In short: Black Sheep (2006)

Sheep farmer’s son Henry Oldfield (Nathan Meister) has not chosen the best day to return to the family farm to sell his share of it to his asshole brother Angus (Peter Feeney) in an attempt to find closure and perhaps lose his phobia of sheep (based on a cruel prank his prick brother played on him the day their father died).

For today isn’t just the day when Angus is planning to present his new genetically modified super sheep to interested parties but it is also the day when bumbling eco-activists Experience (Danielle Mason) and Grant (Oliver Driver) will accidentally cause the beginning of the sheepocalypse. That’s the sort of thing just bound to happen when one hires a mad scientist (Tandi Wright) to perform illegal genetic experiments on sheep, of course.

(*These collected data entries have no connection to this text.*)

//! Remote-API transport
//!
//! Each operation is one JSON POST to the reporting service. A connect
//! error or timeout disables the transport for the rest of the process;
//! later calls fail fast with [`TransportError::Unavailable`].

use reqwest::blocking::Client;
use reqwest::StatusCode;
use serde::Serialize;
use slm_protocol::{
    ApiResponse, EventRequest, HealthResponse, JobRegistration, JobStatus, JobUpdate,
    StatusRequest, HEALTH_RUNNING, PATH_EVENT, PATH_HEALTH, PATH_REGISTER, PATH_STATUS,
};
use std::sync::atomic::{AtomicBool, Ordering};
use std::time::Duration;

use super::{StatusTransport, TransportError, TransportKind};

/// Maximum response body echoed into error messages.
const MAX_ERROR_BODY: usize = 200;

/// Reports job state through the HTTP reporting service.
#[derive(Debug)]
pub struct RemoteApiTransport {
    client: Client,
    base_url: String,
    disabled: AtomicBool,
    closed: AtomicBool,
}

impl RemoteApiTransport {
    /// Build a client and probe the service's health endpoint.
    ///
    /// Fails unless the probe answers with `status: "running"`.
    pub fn connect(
        base_url: &str,
        request_timeout: Duration,
        probe_timeout: Duration,
    ) -> Result<Self, TransportError> {
        let client = Client::builder().timeout(request_timeout).build()?;
        let transport = Self {
            client,
            base_url: base_url.trim_end_matches('/').to_string(),
            disabled: AtomicBool::new(false),
            closed: AtomicBool::new(false),
        };
        transport.probe(probe_timeout)?;
        tracing::info!(target: "slm::http", url = %transport.base_url, "connected to reporting service");
        Ok(transport)
    }

    /// Base URL without a trailing slash
    pub fn base_url(&self) -> &str {
        &self.base_url
    }

    fn probe(&self, timeout: Duration) -> Result<(), TransportError> {
        let url = format!("{}{}", self.base_url, PATH_HEALTH);
        let response = self
            .client
            .get(&url)
            .timeout(timeout)
            .send()
            .map_err(|e| TransportError::Unavailable(format!("{}: {}", url, e)))?;

        let health: HealthResponse = response
            .json()
            .map_err(|e| TransportError::Malformed(format!("health probe: {}", e)))?;

        if health.status != HEALTH_RUNNING {
            return Err(TransportError::Unavailable(format!(
                "service at {} reports status {:?}",
                self.base_url, health.status
            )));
        }
        Ok(())
    }

    /// POST `body`; returns the HTTP status and the raw response body.
    fn post<T: Serialize>(&self, path: &str, body: &T) -> Result<(StatusCode, String), TransportError> {
        if self.closed.load(Ordering::SeqCst) {
            return Err(TransportError::Closed);
        }
        if self.disabled.load(Ordering::SeqCst) {
            return Err(TransportError::Unavailable(
                "reporting service unreachable earlier in this run".to_string(),
            ));
        }

        let url = format!("{}{}", self.base_url, path);
        let response = match self.client.post(&url).json(body).send() {
            Ok(response) => response,
            Err(e) if e.is_connect() || e.is_timeout() => {
                self.disabled.store(true, Ordering::SeqCst);
                tracing::warn!(target: "slm::http", %url, "reporting service unreachable, disabling: {}", e);
                return Err(TransportError::Unavailable(e.to_string()));
            }
            Err(e) => return Err(e.into()),
        };

        let status = response.status();
        Ok((status, response.text()?))
    }

    /// POST `body` and decode the response envelope.
    fn post_api<T: Serialize>(
        &self,
        path: &str,
        body: &T,
    ) -> Result<(StatusCode, ApiResponse), TransportError> {
        let (status, text) = self.post(path, body)?;
        Ok((status, decode(status, &text)?))
    }
}

fn decode(status: StatusCode, text: &str) -> Result<ApiResponse, TransportError> {
    serde_json::from_str::<ApiResponse>(text).map_err(|_| {
        let excerpt: String = text.chars().take(MAX_ERROR_BODY).collect();
        TransportError::Malformed(format!("HTTP {}: {}", status, excerpt))
    })
}

fn rejected(status: StatusCode, api: &ApiResponse) -> TransportError {
    let message = if api.message.is_empty() {
        "Unknown error"
    } else {
        api.message.as_str()
    };
    TransportError::Rejected(format!("HTTP {}: {}", status, message))
}

impl StatusTransport for RemoteApiTransport {
    fn kind(&self) -> TransportKind {
        TransportKind::Remote
    }

    fn register_job(&self, registration: &JobRegistration) -> Result<Option<i64>, TransportError> {
        let job_id = &registration.job_id;
        match self.post_api(PATH_REGISTER, registration) {
            Ok((status, api)) if status.is_success() && api.success => {
                tracing::info!(
                    target: "slm::http",
                    %job_id,
                    source = ?registration.submission_source,
                    "registered job via API"
                );
                Ok(api.record_id)
            }
            Ok((status, api)) => {
                let err = rejected(status, &api);
                tracing::warn!(target: "slm::http", %job_id, "failed to register job: {}", err);
                Err(err)
            }
            Err(e) => {
                tracing::warn!(target: "slm::http", %job_id, "failed to register job: {}", e);
                Err(e)
            }
        }
    }

    fn update_status(
        &self,
        job_id: &str,
        status: JobStatus,
        update: &JobUpdate,
    ) -> Result<(), TransportError> {
        let request = StatusRequest {
            job_id: job_id.to_string(),
            status,
            update: update.clone(),
        };

        // A 404 means no record whatever the body says.
        let result = self.post(PATH_STATUS, &request).and_then(|(code, text)| {
            if code == StatusCode::NOT_FOUND {
                return Err(TransportError::NotFound(job_id.to_string()));
            }
            Ok((code, decode(code, &text)?))
        });

        match result {
            Ok((code, api)) if code.is_success() && api.success => {
                tracing::info!(target: "slm::http", %job_id, %status, "updated job status via API");
                Ok(())
            }
            Err(TransportError::NotFound(id)) => {
                tracing::info!(target: "slm::http", %job_id, %status, "no job record to update");
                Err(TransportError::NotFound(id))
            }
            Ok((code, api)) => {
                let err = rejected(code, &api);
                tracing::warn!(target: "slm::http", %job_id, %status, "failed to update job status: {}", err);
                Err(err)
            }
            Err(e) => {
                tracing::warn!(target: "slm::http", %job_id, %status, "failed to update job status: {}", e);
                Err(e)
            }
        }
    }

    fn log_event(&self, event: &EventRequest) -> Result<Option<i64>, TransportError> {
        let job_id = &event.job_id;
        match self.post_api(PATH_EVENT, event) {
            Ok((code, api)) if code.is_success() && api.success => {
                tracing::debug!(target: "slm::http", %job_id, status = %event.event_status, "logged event via API");
                Ok(api.event_id)
            }
            Ok((code, api)) => {
                let err = rejected(code, &api);
                tracing::warn!(target: "slm::http", %job_id, "failed to log event: {}", err);
                Err(err)
            }
            Err(e) => {
                tracing::warn!(target: "slm::http", %job_id, "failed to log event: {}", e);
                Err(e)
            }
        }
    }

    fn close(&self) {
        self.closed.store(true, Ordering::SeqCst);
    }
}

Well, at least the ensuing rise of the zombie sheep and zombie sheep people just might help Henry get over his sheep problems.

I don’t know what it is with New Zealand and gory (though in this case not on the early Jackson level of gore) horror comedies, but I’m glad these things always turn out so well. In the case of Jonathan King’s Black Sheep the film’s even funny enough I don’t exactly need to call it something like “the best zombie sheep movie ever made”, though it most certainly is that.

Apart from the film being funny (it’s a comedy thing), it also recommends itself through some adorable sheep people zombies courtesy (as the rest of the effects) of WETA Workshops that would also look good in a future were-sheep film, sheep fart jokes, not very mean-spirited jokes about chakras and other “alternative” nonsense up to the use of acupuncture when you fight sheep people zombies, some nastily-funny gore effects and a script that realizes that sheep jokes will only get you half-way through a film, yet family trouble and trauma treated through the lens of sheep zombie-ism aren’t just comedy gold but also a fine way to have a film that feels serious enough in certain ways not to end up as only a series of sheep jokes.

King is rather good at the sort of half-comedic (these are still and always zombie sheep, after all) suspense and zombie sheep defence scenes George Romero never includes in his films (because he doesn’t know about sheep, I suppose), so that Black Sheep stays as riveting as it is funny throughout.